# [Problem requirements]
Report each line of the records below that uses the word "guard".

# [Data supplied]
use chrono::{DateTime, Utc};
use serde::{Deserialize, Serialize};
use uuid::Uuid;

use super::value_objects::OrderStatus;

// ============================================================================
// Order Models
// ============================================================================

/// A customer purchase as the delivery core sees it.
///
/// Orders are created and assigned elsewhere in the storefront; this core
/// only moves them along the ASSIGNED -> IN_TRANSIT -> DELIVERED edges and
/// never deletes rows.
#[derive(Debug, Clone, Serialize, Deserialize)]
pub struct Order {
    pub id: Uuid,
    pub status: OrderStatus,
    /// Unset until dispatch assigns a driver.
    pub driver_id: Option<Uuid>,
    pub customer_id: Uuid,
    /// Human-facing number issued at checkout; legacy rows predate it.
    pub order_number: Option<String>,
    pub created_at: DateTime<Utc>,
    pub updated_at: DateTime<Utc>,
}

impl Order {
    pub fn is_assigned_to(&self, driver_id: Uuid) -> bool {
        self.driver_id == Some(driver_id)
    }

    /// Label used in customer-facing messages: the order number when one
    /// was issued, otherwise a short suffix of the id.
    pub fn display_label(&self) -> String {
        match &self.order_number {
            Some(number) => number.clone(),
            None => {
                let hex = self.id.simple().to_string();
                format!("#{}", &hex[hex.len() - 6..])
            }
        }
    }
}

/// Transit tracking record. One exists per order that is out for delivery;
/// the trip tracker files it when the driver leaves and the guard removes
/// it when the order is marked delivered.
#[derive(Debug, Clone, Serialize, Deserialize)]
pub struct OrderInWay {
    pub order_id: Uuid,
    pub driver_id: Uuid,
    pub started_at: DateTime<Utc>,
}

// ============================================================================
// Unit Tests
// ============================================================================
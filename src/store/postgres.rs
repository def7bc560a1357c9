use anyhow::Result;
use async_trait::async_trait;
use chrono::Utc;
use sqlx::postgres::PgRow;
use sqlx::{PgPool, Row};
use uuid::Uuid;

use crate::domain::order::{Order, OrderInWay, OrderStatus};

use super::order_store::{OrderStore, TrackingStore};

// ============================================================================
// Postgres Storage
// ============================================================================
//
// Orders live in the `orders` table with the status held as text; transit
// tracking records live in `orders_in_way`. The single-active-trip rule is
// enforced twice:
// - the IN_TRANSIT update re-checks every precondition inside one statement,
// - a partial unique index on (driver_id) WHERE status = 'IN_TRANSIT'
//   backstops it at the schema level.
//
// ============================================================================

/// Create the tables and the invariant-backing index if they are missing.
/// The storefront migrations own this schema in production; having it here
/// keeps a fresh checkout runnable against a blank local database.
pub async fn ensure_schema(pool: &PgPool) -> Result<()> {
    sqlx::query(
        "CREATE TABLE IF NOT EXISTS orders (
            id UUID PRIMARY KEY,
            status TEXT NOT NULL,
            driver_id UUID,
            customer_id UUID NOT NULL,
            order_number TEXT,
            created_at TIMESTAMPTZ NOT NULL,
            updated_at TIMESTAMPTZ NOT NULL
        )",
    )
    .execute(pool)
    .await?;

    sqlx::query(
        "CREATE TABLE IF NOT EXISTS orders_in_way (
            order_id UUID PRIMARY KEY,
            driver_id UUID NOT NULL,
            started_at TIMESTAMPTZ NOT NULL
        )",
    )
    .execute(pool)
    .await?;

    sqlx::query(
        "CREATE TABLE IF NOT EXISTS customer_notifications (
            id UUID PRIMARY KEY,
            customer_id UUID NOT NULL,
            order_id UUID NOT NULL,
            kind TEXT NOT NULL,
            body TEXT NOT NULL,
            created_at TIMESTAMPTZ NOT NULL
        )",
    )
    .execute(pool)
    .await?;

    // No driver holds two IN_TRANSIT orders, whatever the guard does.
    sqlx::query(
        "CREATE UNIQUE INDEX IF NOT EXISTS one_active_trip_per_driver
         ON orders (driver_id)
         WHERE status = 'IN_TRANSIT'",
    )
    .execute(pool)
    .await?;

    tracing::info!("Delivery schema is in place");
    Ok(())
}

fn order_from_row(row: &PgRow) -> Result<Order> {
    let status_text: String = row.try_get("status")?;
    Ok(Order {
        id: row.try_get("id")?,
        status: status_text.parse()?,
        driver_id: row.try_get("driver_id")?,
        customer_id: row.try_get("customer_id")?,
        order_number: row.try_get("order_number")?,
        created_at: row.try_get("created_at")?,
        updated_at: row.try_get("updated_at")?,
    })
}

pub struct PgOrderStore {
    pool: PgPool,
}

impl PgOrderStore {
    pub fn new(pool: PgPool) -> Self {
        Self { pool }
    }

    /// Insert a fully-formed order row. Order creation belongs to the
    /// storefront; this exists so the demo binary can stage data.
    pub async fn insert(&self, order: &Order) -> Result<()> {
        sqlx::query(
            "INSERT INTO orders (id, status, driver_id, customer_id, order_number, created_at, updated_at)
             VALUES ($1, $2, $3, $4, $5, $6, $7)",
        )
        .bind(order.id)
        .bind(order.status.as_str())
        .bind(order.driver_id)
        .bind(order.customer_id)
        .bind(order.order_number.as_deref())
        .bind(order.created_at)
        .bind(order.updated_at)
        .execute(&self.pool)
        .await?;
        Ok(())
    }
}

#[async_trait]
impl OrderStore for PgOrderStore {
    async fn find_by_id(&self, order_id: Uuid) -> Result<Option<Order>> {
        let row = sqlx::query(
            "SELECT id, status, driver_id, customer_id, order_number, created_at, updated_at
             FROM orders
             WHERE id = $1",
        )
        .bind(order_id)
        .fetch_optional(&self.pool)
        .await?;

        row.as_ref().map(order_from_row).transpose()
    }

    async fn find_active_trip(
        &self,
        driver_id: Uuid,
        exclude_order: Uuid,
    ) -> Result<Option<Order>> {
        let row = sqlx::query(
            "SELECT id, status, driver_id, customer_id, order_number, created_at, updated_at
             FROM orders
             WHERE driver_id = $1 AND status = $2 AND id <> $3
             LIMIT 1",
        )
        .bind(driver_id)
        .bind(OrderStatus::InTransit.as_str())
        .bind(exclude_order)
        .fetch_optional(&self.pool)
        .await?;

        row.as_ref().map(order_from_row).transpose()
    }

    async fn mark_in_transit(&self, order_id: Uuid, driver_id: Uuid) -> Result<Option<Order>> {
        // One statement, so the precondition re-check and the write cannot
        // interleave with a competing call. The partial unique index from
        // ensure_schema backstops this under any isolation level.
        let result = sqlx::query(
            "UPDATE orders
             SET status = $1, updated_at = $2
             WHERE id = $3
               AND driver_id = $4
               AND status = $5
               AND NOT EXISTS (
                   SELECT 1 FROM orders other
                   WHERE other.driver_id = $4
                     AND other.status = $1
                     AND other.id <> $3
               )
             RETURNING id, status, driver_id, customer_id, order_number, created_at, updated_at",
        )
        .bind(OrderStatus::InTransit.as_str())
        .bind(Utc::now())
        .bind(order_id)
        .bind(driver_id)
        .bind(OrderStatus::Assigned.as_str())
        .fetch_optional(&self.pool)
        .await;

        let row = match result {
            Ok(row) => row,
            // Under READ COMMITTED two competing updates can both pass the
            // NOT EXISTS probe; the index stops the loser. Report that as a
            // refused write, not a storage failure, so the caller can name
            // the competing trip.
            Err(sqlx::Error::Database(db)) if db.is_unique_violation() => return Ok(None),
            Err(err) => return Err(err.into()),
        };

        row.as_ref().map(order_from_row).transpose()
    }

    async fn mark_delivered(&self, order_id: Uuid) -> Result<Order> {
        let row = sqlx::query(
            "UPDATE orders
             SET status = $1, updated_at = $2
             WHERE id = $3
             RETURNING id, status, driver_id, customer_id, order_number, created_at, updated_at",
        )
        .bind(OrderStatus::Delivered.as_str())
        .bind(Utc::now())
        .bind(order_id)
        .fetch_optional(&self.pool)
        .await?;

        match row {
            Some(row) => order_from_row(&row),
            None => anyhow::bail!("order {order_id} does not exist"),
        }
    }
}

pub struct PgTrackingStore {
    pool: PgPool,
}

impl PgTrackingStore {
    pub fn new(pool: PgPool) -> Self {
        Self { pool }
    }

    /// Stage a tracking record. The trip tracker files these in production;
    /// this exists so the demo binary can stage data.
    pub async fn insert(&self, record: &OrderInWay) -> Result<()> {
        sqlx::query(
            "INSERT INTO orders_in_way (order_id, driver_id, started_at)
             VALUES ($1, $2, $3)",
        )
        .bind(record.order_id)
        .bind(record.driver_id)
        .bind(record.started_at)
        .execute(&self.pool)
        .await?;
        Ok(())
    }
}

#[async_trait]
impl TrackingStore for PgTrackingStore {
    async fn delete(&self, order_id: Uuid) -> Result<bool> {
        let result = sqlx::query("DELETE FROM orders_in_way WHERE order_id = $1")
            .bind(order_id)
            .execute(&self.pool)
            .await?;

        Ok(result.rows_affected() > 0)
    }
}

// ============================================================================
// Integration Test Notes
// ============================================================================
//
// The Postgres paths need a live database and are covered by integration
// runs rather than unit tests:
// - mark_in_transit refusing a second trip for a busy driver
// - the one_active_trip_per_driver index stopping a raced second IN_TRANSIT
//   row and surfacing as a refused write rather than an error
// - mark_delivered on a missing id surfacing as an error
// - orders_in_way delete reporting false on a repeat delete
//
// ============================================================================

# [Expected output]
/// the trip tracker files it when the driver leaves and the guard removes
    // No driver holds two IN_TRANSIT orders, whatever the guard does.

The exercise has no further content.